We do know a few things. First, medical treatments keep getting better and better. Second, % stenosis is not the whole story. Wouldn’t it be nice if that’s all you needed to know. Real life is more complicated. Factors such as plaque composition, degree of inflammation, and others play a big role also.
There are many examples of small plaques causing big strokes. How? Clots form on plaques, then break off, float up into the head, and lodge in a big branch, causing ischemia. Or plaques “rupture”, causing acute occlusion at site of plaque. This is way more common than severe stenosis finally closing completely and causing a stroke by simple lack of blood flow. Why? Because stenoses that close off slowly give time for brain to adapt and develop “collaterals” — other ways for blood to supply the brain at risk. Clots that break off from plaques, or plaque ruptures, however, stop blood flow suddenly. In this scenario, “collaterals” are often not good enough to avoid a problem.
Here is an example of repeat strokes caused by an unstable plaque with overall mild % stenosis. Details of medical history are important here — however neuroangio.org usually withholds identifying information including age and gender — to maximize privacy.

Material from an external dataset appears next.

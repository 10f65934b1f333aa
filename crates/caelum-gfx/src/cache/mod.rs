pub mod layout_cache;
pub mod object_cache;
pub mod sampler_cache;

Patient presents with left sided weakness, neglect etc — full right MCA syndrome. CT shows completed stroke — too late for intervention
Mixed calcified (arrowhead) and noncalcified plaque (arrow) of the right cervical carotid artery on CTA
It would seem like there is severe stenosis because of the calcified plaque component. That is an artifact called “volume averaging”. Thin section axial images below show stenosis to be moderate. Arrowhead points of calcified plaque, arrow to noncalcified component
Finally, CTA of the brain shows occlusion of the right M1 segment of the MCA— the embolus
Patient was recovering from stroke, when several months later he deteriorated again — with worsening leg weakness. A repeat stroke was suspected.

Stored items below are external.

use std::rc::Rc;

use ash::vk;
use bytemuck::{Pod, Zeroable};
use caelum_gfx::{
    commands::{command_buffer::GfxCommandBuffer, command_pool::GfxCommandPool, fence::GfxFence, semaphore::GfxSemaphore},
    gfx::Gfx,
    resources::buffer::GfxBuffer,
};

use crate::settings::{FifLabel, FrameBudget};

/// 合成 quad 的顶点：NDC 位置 + uv + bindless 纹理槽位
#[repr(C)]
#[derive(Clone, Copy, Pod, Zeroable, Debug)]
pub struct QuadVertex {
    pub pos: [f32; 2],
    pub uv: [f32; 2],
    pub slot: u32,
    pub _padding: u32,
}

const VERTEX_REGION_SIZE: usize = FrameBudget::VERTICES * size_of::<QuadVertex>();
const INDEX_REGION_SIZE: usize = FrameBudget::INDICES * size_of::<u32>();
const STAGING_SIZE: usize = VERTEX_REGION_SIZE + INDEX_REGION_SIZE;

/// 一个 quad 在 staging buffer 中的落点，draw_indexed 直接用它的两个 first
#[derive(Clone, Copy, Debug, PartialEq, Eq)]
pub struct QuadAlloc {
    pub first_vertex: u32,
    pub first_index: u32,
}

/// 每帧 staging 分配的游标，上限固定
///
/// 超出上限是配置/编程错误，在越界的那一次调用处 panic，不会动态增长
#[derive(Default, Debug)]
pub struct FrameScratch {
    vertex_count: usize,
    index_count: usize,
    texture_slot_count: usize,
}

impl FrameScratch {
    pub fn reset(&mut self) {
        self.vertex_count = 0;
        self.index_count = 0;
        self.texture_slot_count = 0;
    }

    /// 预留 4 顶点 + 6 索引
    pub fn alloc_quad(&mut self) -> QuadAlloc {
        assert!(
            self.vertex_count + 4 <= FrameBudget::VERTICES,
            "frame vertex budget exceeded: {} + 4 > {}",
            self.vertex_count,
            FrameBudget::VERTICES
        );
        assert!(
            self.index_count + 6 <= FrameBudget::INDICES,
            "frame index budget exceeded: {} + 6 > {}",
            self.index_count,
            FrameBudget::INDICES
        );

        let alloc = QuadAlloc {
            first_vertex: self.vertex_count as u32,
            first_index: self.index_count as u32,
        };
        self.vertex_count += 4;
        self.index_count += 6;
        alloc
    }

    /// 预留 bindless 纹理数组中的一个槽位
    pub fn alloc_texture_slot(&mut self) -> u32 {
        assert!(
            self.texture_slot_count < FrameBudget::TEXTURE_SLOTS,
            "frame texture slot budget exceeded: {} slots",
            FrameBudget::TEXTURE_SLOTS
        );

        let slot = self.texture_slot_count as u32;
        self.texture_slot_count += 1;
        slot
    }

    #[inline]
    pub fn vertex_count(&self) -> usize {
        self.vertex_count
    }

    #[inline]
    pub fn index_count(&self) -> usize {
        self.index_count
    }

    #[inline]
    pub fn texture_slot_count(&self) -> usize {
        self.texture_slot_count
    }
}

/// 帧环中的一个槽位
///
/// graphics/compute 各有一个 command pool，录制都是 one-time 的，
/// 槽位复用时整个 pool reset。staging buffer 常驻映射，按游标写入。
pub struct Frame {
    label: FifLabel,

    graphics_pool: Rc<GfxCommandPool>,
    graphics_cmd: GfxCommandBuffer,
    compute_pool: Rc<GfxCommandPool>,
    compute_cmd: GfxCommandBuffer,

    /// swapchain image 可用时 signal
    image_acquired_semaphore: GfxSemaphore,
    /// 本帧 graphics 提交完成时 signal，present 等它
    submit_semaphore: GfxSemaphore,
    /// 本帧 compute 提交完成时 signal，本帧 graphics 提交等它
    compute_finished_semaphore: GfxSemaphore,
    /// 本帧 graphics 提交完成时 signal，下一帧的 compute 提交等它
    graphics_finished_semaphore: GfxSemaphore,
    /// 本帧 graphics 提交回收的 fence，创建时即 signaled
    fence: GfxFence,
    /// 本帧 compute 提交回收的 fence，创建时即 signaled
    compute_fence: GfxFence,

    staging: GfxBuffer,
    scratch: FrameScratch,
}

// new & init
impl Frame {
    pub fn new(gfx: &Gfx, label: FifLabel) -> Self {
        let graphics_pool = Rc::new(GfxCommandPool::new(
            gfx.device.clone(),
            gfx.graphics_queue_family(),
            vk::CommandPoolCreateFlags::TRANSIENT,
            &format!("frame-{}-graphics", label),
        ));
        let compute_pool = Rc::new(GfxCommandPool::new(
            gfx.device.clone(),
            gfx.compute_queue_family(),
            vk::CommandPoolCreateFlags::TRANSIENT,
            &format!("frame-{}-compute", label),
        ));

        let graphics_cmd = GfxCommandBuffer::new(gfx.device.clone(), graphics_pool.clone(), &format!("frame-{}-graphics", label));
        let compute_cmd = GfxCommandBuffer::new(gfx.device.clone(), compute_pool.clone(), &format!("frame-{}-compute", label));

        Self {
            label,
            graphics_pool,
            graphics_cmd,
            compute_pool,
            compute_cmd,
            image_acquired_semaphore: GfxSemaphore::new(gfx.device.clone(), &format!("frame-{}-image-acquired", label)),
            submit_semaphore: GfxSemaphore::new(gfx.device.clone(), &format!("frame-{}-submit", label)),
            compute_finished_semaphore: GfxSemaphore::new(gfx.device.clone(), &format!("frame-{}-compute-finished", label)),
            graphics_finished_semaphore: GfxSemaphore::new(gfx.device.clone(), &format!("frame-{}-graphics-finished", label)),
            fence: GfxFence::new(gfx.device.clone(), true, &format!("frame-{}", label)),
            compute_fence: GfxFence::new(gfx.device.clone(), true, &format!("frame-{}-compute", label)),
            staging: GfxBuffer::new_geometry_stream_buffer(gfx, STAGING_SIZE as vk::DeviceSize, format!("frame-{}-staging", label)),
            scratch: FrameScratch::default(),
        }
    }
}

// getter
impl Frame {
    #[inline]
    pub fn label(&self) -> FifLabel {
        self.label
    }

    #[inline]
    pub fn graphics_cmd(&self) -> &GfxCommandBuffer {
        &self.graphics_cmd
    }

    #[inline]
    pub fn compute_cmd(&self) -> &GfxCommandBuffer {
        &self.compute_cmd
    }

    #[inline]
    pub fn image_acquired_semaphore(&self) -> &GfxSemaphore {
        &self.image_acquired_semaphore
    }

    #[inline]
    pub fn submit_semaphore(&self) -> &GfxSemaphore {
        &self.submit_semaphore
    }

    #[inline]
    pub fn compute_finished_semaphore(&self) -> &GfxSemaphore {
        &self.compute_finished_semaphore
    }

    #[inline]
    pub fn graphics_finished_semaphore(&self) -> &GfxSemaphore {
        &self.graphics_finished_semaphore
    }

    #[inline]
    pub fn fence(&self) -> &GfxFence {
        &self.fence
    }

    #[inline]
    pub fn compute_fence(&self) -> &GfxFence {
        &self.compute_fence
    }

    #[inline]
    pub fn staging_buffer(&self) -> vk::Buffer {
        self.staging.vk_buffer()
    }

    #[inline]
    pub fn index_region_offset(&self) -> vk::DeviceSize {
        VERTEX_REGION_SIZE as vk::DeviceSize
    }

    #[inline]
    pub fn scratch(&self) -> &FrameScratch {
        &self.scratch
    }

    #[inline]
    pub fn scratch_mut(&mut self) -> &mut FrameScratch {
        &mut self.scratch
    }
}

// phase methods
impl Frame {
    /// 阻塞等待本槽位上一次的 GPU 工作完全退役，然后复位以供重新录制
    ///
    /// graphics/compute 两个提交各有一个 fence，都等到才能 reset pool；
    /// fence 等待也是 semaphore 复用安全的前提：等到之后，
    /// 本槽位的 semaphore 的上一次 wait 必然已被满足
    pub fn begin(&mut self) {
        self.fence.wait();
        self.fence.reset();
        self.compute_fence.wait();
        self.compute_fence.reset();

        self.graphics_pool.reset_all_buffers();
        self.compute_pool.reset_all_buffers();

        self.scratch.reset();
    }

    /// 写入一个 quad 的 4 顶点 + 6 索引
    pub fn push_quad(&mut self, vertices: &[QuadVertex; 4]) -> QuadAlloc {
        let alloc = self.scratch.alloc_quad();

        let vertex_offset = alloc.first_vertex as usize * size_of::<QuadVertex>();
        self.staging.write_bytes(vertex_offset, bytemuck::cast_slice(vertices));

        // quad 内的索引固定，base vertex 由 draw_indexed 的 vertex_offset 提供
        let indices: [u32; 6] = [0, 1, 2, 2, 1, 3];
        let index_offset = VERTEX_REGION_SIZE + alloc.first_index as usize * size_of::<u32>();
        self.staging.write_bytes(index_offset, bytemuck::cast_slice(&indices));

        alloc
    }

    /// flush 本帧写过的 staging 范围，提交前调用
    pub fn flush_staging(&self) {
        let vertex_bytes = self.scratch.vertex_count * size_of::<QuadVertex>();
        let index_bytes = self.scratch.index_count * size_of::<u32>();

        if vertex_bytes > 0 {
            self.staging.flush(0, vertex_bytes as vk::DeviceSize);
        }
        if index_bytes > 0 {
            self.staging.flush(VERTEX_REGION_SIZE as vk::DeviceSize, index_bytes as vk::DeviceSize);
        }
    }
}

// destroy
impl Frame {
    pub fn destroy(self) {
        self.graphics_cmd.free();
        self.compute_cmd.free();
        Rc::try_unwrap(self.graphics_pool).ok().unwrap().destroy();
        Rc::try_unwrap(self.compute_pool).ok().unwrap().destroy();
        self.image_acquired_semaphore.destroy();
        self.submit_semaphore.destroy();
        self.compute_finished_semaphore.destroy();
        self.graphics_finished_semaphore.destroy();
        self.fence.destroy();
        self.compute_fence.destroy();
        self.staging.destroy();
    }
}

/// N 帧并行的帧环
pub struct FrameRing {
    frames: Vec<Frame>,
    label: FifLabel,
}

// new & init
impl FrameRing {
    pub fn new(gfx: &Gfx) -> Self {
        let frames = (0..FifLabel::FRAMES_IN_FLIGHT).map(|idx| Frame::new(gfx, FifLabel::from_usize(idx))).collect();
        Self {
            // 第一次 begin_frame 推进后从 A 开始
            label: FifLabel::from_usize(FifLabel::FRAMES_IN_FLIGHT - 1),
            frames,
        }
    }
}

// getter
impl FrameRing {
    #[inline]
    pub fn current_label(&self) -> FifLabel {
        self.label
    }

    #[inline]
    pub fn current_frame(&self) -> &Frame {
        &self.frames[*self.label]
    }

    #[inline]
    pub fn current_frame_mut(&mut self) -> &mut Frame {
        &mut self.frames[*self.label]
    }
}

// phase methods
impl FrameRing {
    /// 推进到下一个槽位并复位它，阻塞直到该槽位上一次的 GPU 工作退役
    pub fn begin_frame(&mut self) {
        self.label.next_frame();
        self.frames[*self.label].begin();
    }
}

// destroy
impl FrameRing {
    pub fn destroy(self) {
        for frame in self.frames {
            frame.destroy();
        }
    }
}

#[cfg(test)]
mod tests {
    use super::*;

    /// 正好用满预算不报错
    #[test]
    fn test_scratch_exact_budget() {
        let mut scratch = FrameScratch::default();
        for i in 0..FrameBudget::TEXTURE_SLOTS {
            let alloc = scratch.alloc_quad();
            assert_eq!(alloc.first_vertex as usize, i * 4);
            assert_eq!(alloc.first_index as usize, i * 6);
            assert_eq!(scratch.alloc_texture_slot(), i as u32);
        }
        assert_eq!(scratch.vertex_count(), FrameBudget::VERTICES);
        assert_eq!(scratch.index_count(), FrameBudget::INDICES);
    }

    /// 超出预算的恰好那一次调用 panic
    #[test]
    #[should_panic(expected = "vertex budget exceeded")]
    fn test_scratch_quad_budget_panics() {
        let mut scratch = FrameScratch::default();
        for _ in 0..FrameBudget::TEXTURE_SLOTS {
            scratch.alloc_quad();
        }
        scratch.alloc_quad();
    }

    #[test]
    #[should_panic(expected = "texture slot budget exceeded")]
    fn test_scratch_texture_slot_budget_panics() {
        let mut scratch = FrameScratch::default();
        for _ in 0..FrameBudget::TEXTURE_SLOTS {
            scratch.alloc_texture_slot();
        }
        scratch.alloc_texture_slot();
    }

    /// reset 后游标归零，可再次用满
    #[test]
    fn test_scratch_reset() {
        let mut scratch = FrameScratch::default();
        for _ in 0..FrameBudget::TEXTURE_SLOTS {
            scratch.alloc_quad();
        }
        scratch.reset();
        assert_eq!(scratch.alloc_quad(), QuadAlloc { first_vertex: 0, first_index: 0 });
    }
}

New CTA shows that the noncalcified part of stenosis (arrow) got larger. There is still the same amount of % stenosis — the difference is the noncalcified part is changing.

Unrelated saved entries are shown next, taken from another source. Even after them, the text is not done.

use std::rc::Rc;

use ash::vk;
use bytemuck::{Pod, Zeroable};
use caelum_gfx::{
    cache::layout_cache::{GfxDescriptorBindingDesc, GfxDescriptorSetLayoutCache, GfxDescriptorSetLayoutDesc},
    commands::{barrier::GfxImageBarrier, command_buffer::GfxCommandBuffer},
    descriptor::{DescriptorBindings, GfxDescriptorPool, GfxDescriptorSet, GfxDescriptorSetLayout, GfxDescriptorUpdateInfo},
    foundation::device::GfxDevice,
    gfx::Gfx,
    resources::{
        buffer::GfxBuffer,
        image::{GfxImage, GfxImageCreateInfo},
        image_view::GfxImageView,
    },
};

use crate::{
    layouts::SkyViewPc,
    lut::{create_compute_pipeline, dispatch_groups},
    settings::{DefaultRendererSettings, shader_path},
};

/// sky-view compute 的视角相关 uniform：相机位置 + 切空间基
#[repr(C)]
#[derive(Clone, Copy, Pod, Zeroable, Debug)]
pub struct SkyViewUbo {
    pub camera_pos: [f32; 3],
    pub _padding0: f32,
    /// 切空间的东方向（方位角 0）
    pub tangent_east: [f32; 3],
    pub _padding1: f32,
    /// 切空间的北方向
    pub tangent_north: [f32; 3],
    pub _padding2: f32,
}

const _: () = assert!(size_of::<SkyViewUbo>() == 48);

/// binding 0: scene uniform buffer
/// binding 1: 自身的视角 uniform buffer
/// binding 2: transmittance LUT，采样
/// binding 3: 输出 LUT，storage image
pub struct SkyViewLutBindings;
impl DescriptorBindings for SkyViewLutBindings {
    fn layout_desc() -> GfxDescriptorSetLayoutDesc {
        let buffer = |binding| GfxDescriptorBindingDesc {
            binding,
            descriptor_type: vk::DescriptorType::UNIFORM_BUFFER,
            count: 1,
            stages: vk::ShaderStageFlags::COMPUTE,
            binding_flags: vk::DescriptorBindingFlags::empty(),
        };
        GfxDescriptorSetLayoutDesc {
            flags: vk::DescriptorSetLayoutCreateFlags::empty(),
            bindings: vec![
                buffer(0),
                buffer(1),
                GfxDescriptorBindingDesc {
                    binding: 2,
                    descriptor_type: vk::DescriptorType::COMBINED_IMAGE_SAMPLER,
                    count: 1,
                    stages: vk::ShaderStageFlags::COMPUTE,
                    binding_flags: vk::DescriptorBindingFlags::empty(),
                },
                GfxDescriptorBindingDesc {
                    binding: 3,
                    descriptor_type: vk::DescriptorType::STORAGE_IMAGE,
                    count: 1,
                    stages: vk::ShaderStageFlags::COMPUTE,
                    binding_flags: vk::DescriptorBindingFlags::empty(),
                },
            ],
        }
    }
}

/// sky-view LUT：(方位角, 仰角) → 单次散射的入射辐射
///
/// 相机和太阳方向每帧都变，因此每个被 draw 的帧都无条件重算；
/// 它在单次散射 ray march 的每一步采样 transmittance LUT 的纹理
pub struct SkyViewLut {
    image: GfxImage,
    view: GfxImageView,
    ubo: GfxBuffer,

    descriptor_set: GfxDescriptorSet<SkyViewLutBindings>,
    pipeline_layout: vk::PipelineLayout,
    pipeline: vk::Pipeline,

    device: Rc<GfxDevice>,
}

// new & init
impl SkyViewLut {
    pub fn new(gfx: &Gfx, layout_cache: &GfxDescriptorSetLayoutCache, descriptor_pool: &GfxDescriptorPool, name: &str) -> Self {
        let extent = DefaultRendererSettings::SKY_VIEW_LUT_EXTENT;
        let image = GfxImage::new(
            gfx,
            &GfxImageCreateInfo::new_image_2d_info(
                extent,
                DefaultRendererSettings::LUT_FORMAT,
                vk::ImageUsageFlags::STORAGE | vk::ImageUsageFlags::SAMPLED,
            ),
            &format!("{}-sky-view-lut", name),
        );
        let view = GfxImageView::new_2d(gfx, &image, vk::ImageAspectFlags::COLOR, &format!("{}-sky-view-lut", name));
        let ubo = GfxBuffer::new_uniform_buffer(gfx, size_of::<SkyViewUbo>() as vk::DeviceSize, format!("{}-sky-view", name));

        let set_layout = GfxDescriptorSetLayout::<SkyViewLutBindings>::new(layout_cache);
        let descriptor_set = GfxDescriptorSet::new(gfx, descriptor_pool, &set_layout, &format!("{}-sky-view-lut", name));

        // binding 0/2 指向 scene 的资源，由 rebind_scene 在首次渲染前写入
        descriptor_set.write(&[
            (
                1,
                0,
                GfxDescriptorUpdateInfo::Buffer(
                    vk::DescriptorBufferInfo::default().buffer(ubo.vk_buffer()).range(size_of::<SkyViewUbo>() as vk::DeviceSize),
                ),
            ),
            (
                3,
                0,
                GfxDescriptorUpdateInfo::Image(
                    vk::DescriptorImageInfo::default().image_view(view.handle()).image_layout(vk::ImageLayout::GENERAL),
                ),
            ),
        ]);

        let (pipeline_layout, pipeline) = create_compute_pipeline(
            gfx,
            set_layout.handle(),
            size_of::<SkyViewPc>() as u32,
            &shader_path("sky_view_lut.comp.spv"),
            &format!("{}-sky-view-lut", name),
        );

        // FullScattering 的 view 不跑 compute，但 draw set 仍然绑着这张图：
        // 先同步转成可采样布局，避免它停留在 UNDEFINED
        gfx.one_time_exec(
            |cmd| {
                cmd.image_memory_barrier(
                    vk::DependencyFlags::empty(),
                    &[GfxImageBarrier::new()
                        .image(image.handle())
                        .layout_transfer(vk::ImageLayout::UNDEFINED, vk::ImageLayout::SHADER_READ_ONLY_OPTIMAL)
                        .src_mask(vk::PipelineStageFlags2::TOP_OF_PIPE, vk::AccessFlags2::empty())
                        .dst_mask(vk::PipelineStageFlags2::FRAGMENT_SHADER, vk::AccessFlags2::SHADER_READ)],
                );
            },
            &format!("{}-sky-view-lut-init", name),
        );

        Self {
            image,
            view,
            ubo,
            descriptor_set,
            pipeline_layout,
            pipeline,
            device: gfx.device.clone(),
        }
    }
}

// getter
impl SkyViewLut {
    #[inline]
    pub fn view(&self) -> &GfxImageView {
        &self.view
    }

    #[inline]
    pub fn image(&self) -> vk::Image {
        self.image.handle()
    }

    #[inline]
    pub fn extent(&self) -> vk::Extent2D {
        self.image.extent_2d()
    }
}

// phase methods
impl SkyViewLut {
    /// 把 binding 0/2 重写到另一个 scene 的 uniform buffer 和 transmittance LUT
    ///
    /// SceneView 换绑 scene 时调用一次，不需要重新分配 descriptor set
    pub fn rebind_scene(&self, scene_ubo: vk::Buffer, scene_ubo_size: vk::DeviceSize, transmittance_view: vk::ImageView, sampler: vk::Sampler) {
        self.descriptor_set.write(&[
            (
                0,
                0,
                GfxDescriptorUpdateInfo::Buffer(vk::DescriptorBufferInfo::default().buffer(scene_ubo).range(scene_ubo_size)),
            ),
            (
                2,
                0,
                GfxDescriptorUpdateInfo::Image(
                    vk::DescriptorImageInfo::default()
                        .image_view(transmittance_view)
                        .image_layout(vk::ImageLayout::SHADER_READ_ONLY_OPTIMAL)
                        .sampler(sampler),
                ),
            ),
        ]);
    }

    /// 录制无条件重算；transmittance LUT 必须已处于 SHADER_READ_ONLY_OPTIMAL
    ///
    /// prev_read_stage：之前的帧在本队列上采样这张图的 stage。重写是 WAR，
    /// execution dependency 即可；跨 queue 的在途采样由提交层的
    /// graphics→compute semaphore 链挡住
    pub fn compute(&self, cmd: &GfxCommandBuffer, view_ubo: &SkyViewUbo, pc: &SkyViewPc, prev_read_stage: vk::PipelineStageFlags2) {
        self.ubo.transfer_data_by_mmap(std::slice::from_ref(view_ubo));

        cmd.image_memory_barrier(
            vk::DependencyFlags::empty(),
            &[GfxImageBarrier::new()
                .image(self.image.handle())
                .layout_transfer(vk::ImageLayout::UNDEFINED, vk::ImageLayout::GENERAL)
                .src_mask(prev_read_stage, vk::AccessFlags2::empty())
                .dst_mask(vk::PipelineStageFlags2::COMPUTE_SHADER, vk::AccessFlags2::SHADER_WRITE)],
        );

        cmd.bind_compute_pipeline(self.pipeline);
        cmd.bind_compute_descriptor_sets(self.pipeline_layout, 0, &[self.descriptor_set.handle()]);
        cmd.push_constants(self.pipeline_layout, vk::ShaderStageFlags::COMPUTE, 0, bytemuck::bytes_of(pc));
        cmd.dispatch(dispatch_groups(self.image.extent_2d()));
    }
}

// destroy
impl SkyViewLut {
    pub fn destroy(self) {
        unsafe {
            self.device.destroy_pipeline(self.pipeline, None);
            self.device.destroy_pipeline_layout(self.pipeline_layout, None);
        }
        self.ubo.destroy();
        self.view.destroy();
        self.image.destroy();
    }
}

CTA of brain shows a new embolus, again blocking the right MCA (notice more proximal embolus location, now occluding the lenticulostriate arteries)
This time, intervention was pursued, given worsening of pre-existing deficits. Pre-thrombectomy angiogram
Endarterectomy done after second stroke. Arrow points to clot found on the plaque — same location as on CTA images above. Clot breaking off from the plaque was the source of both strokes. The calcified part is shown by arrowhead.
Side by side view of CTA and surgical specimen
Conclusion: There is more to carotid plaque than % stenosis. This is an example of repeat “artery to artery emboli” caused by clot forming on the carotid plaque and embolizing into the right MCA.
MRI imaging can help differentiate cholesterol plaque from clots. Its role in clinical decision making remains controversial.